Place: Seisen University (3-16-21 Higashi Gotanda, Shinagawa-ku, Tokyo 141-8642, TEL: (03)3447-5551) (map in Japanese), which is about a ten-minute walk from Gotanda station. Turn left coming out of the barrier at Gotanda JR station. Take the road forking right, accessible via the footbridge. Keep going until you eventually pass a pizza and pasta restaurant, "To the Herbs." Take the next turning to the left and continue up the hill until you come to the university gateway on the left. The lecture theatre is approached from No. 1 Building behind the Conder House and is on a lower level; the route will be clearly marked. If you take a taxi from the station, insist on "SeiSEN Joshi Daigaku", not "SeiSHIN".
Information: ASJ Office
Professor Nobuo Tsuji takes his cue from Johan Huizinga's Homo Ludens, the classic study of the play-element in culture, where this is traced in such pursuits of Japanese aristocracy as the poetry-contest or war as 'a game for the valiant' and applies it to the domain of the visual arts.
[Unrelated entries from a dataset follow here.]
/*
 * This Source Code Form is subject to the terms of the Mozilla Public
 * License, v. 2.0. If a copy of the MPL was not distributed with this
 * file, You can obtain one at https://mozilla.org/MPL/2.0/.
 */

use super::PieceKind;

/// Number of rows (and columns) on a chessboard.
pub const BOARD_SIZE: usize = 8;

/// Upper bound on the number of destinations a single piece can have.
///
/// A Queen in the center of an empty board reaches 27 squares; a King has at most 8 steps and 2 castles.
pub const MAX_DESTINATIONS: usize = 32;

/// The kind every Pawn turns into upon reaching its last row. Under-promotion is not supported.
pub const PROMOTION_KIND: PieceKind = PieceKind::Queen;

/// Order of the pieces on each back rank at the start of a game, from the A file to the H file.
pub const BACK_RANK: [PieceKind; BOARD_SIZE] = [
    PieceKind::Rook,
    PieceKind::Knight,
    PieceKind::Bishop,
    PieceKind::Queen,
    PieceKind::King,
    PieceKind::Bishop,
    PieceKind::Knight,
    PieceKind::Rook,
];

/// Column of the Rook that a King castles with on the short (king) side.
pub const KINGSIDE_ROOK_COL: u8 = 7;

/// Column of the Rook that a King castles with on the long (queen) side.
pub const QUEENSIDE_ROOK_COL: u8 = 0;

/// Number of columns a King travels when castling.
pub const CASTLING_DISTANCE: i8 = 2;

/// `(row, col)` steps along ranks and files; Rook rays.
pub const ORTHOGONAL_DIRECTIONS: [(i8, i8); 4] = [(1, 0), (-1, 0), (0, 1), (0, -1)];

/// `(row, col)` steps along diagonals; Bishop rays.
pub const DIAGONAL_DIRECTIONS: [(i8, i8); 4] = [(1, 1), (1, -1), (-1, 1), (-1, -1)];

/// `(row, col)` jumps available to a Knight.
pub const KNIGHT_OFFSETS: [(i8, i8); 8] = [
    (2, 1),
    (2, -1),
    (-2, 1),
    (-2, -1),
    (1, 2),
    (1, -2),
    (-1, 2),
    (-1, -2),
];

/// `(row, col)` steps available to a King (excluding castling).
pub const KING_OFFSETS: [(i8, i8); 8] = [
    (1, 0),
    (-1, 0),
    (0, 1),
    (0, -1),
    (1, 1),
    (1, -1),
    (-1, 1),
    (-1, -1),
];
Professor Tsuji finds it throughout the entire range of his subject, from prehistory to the present, discovering playfulness from Jomon pottery to contemporary comics: which, Professor Tsuji insists, he does not necessarily deplore, seeing them as a survival of earlier values through what he regards as the over-seriousness of the Meiji Era.
For reasons of time, Professor Tsuji will confine himself to the Edo Period, where the aristocratic play of earlier periods reappears in the art-forms of the townspeople, from netsuke to ukiyo-e, among which he finds the play-element particularly marked in the elements of parody and illusionism. His lecture will be illustrated with slides.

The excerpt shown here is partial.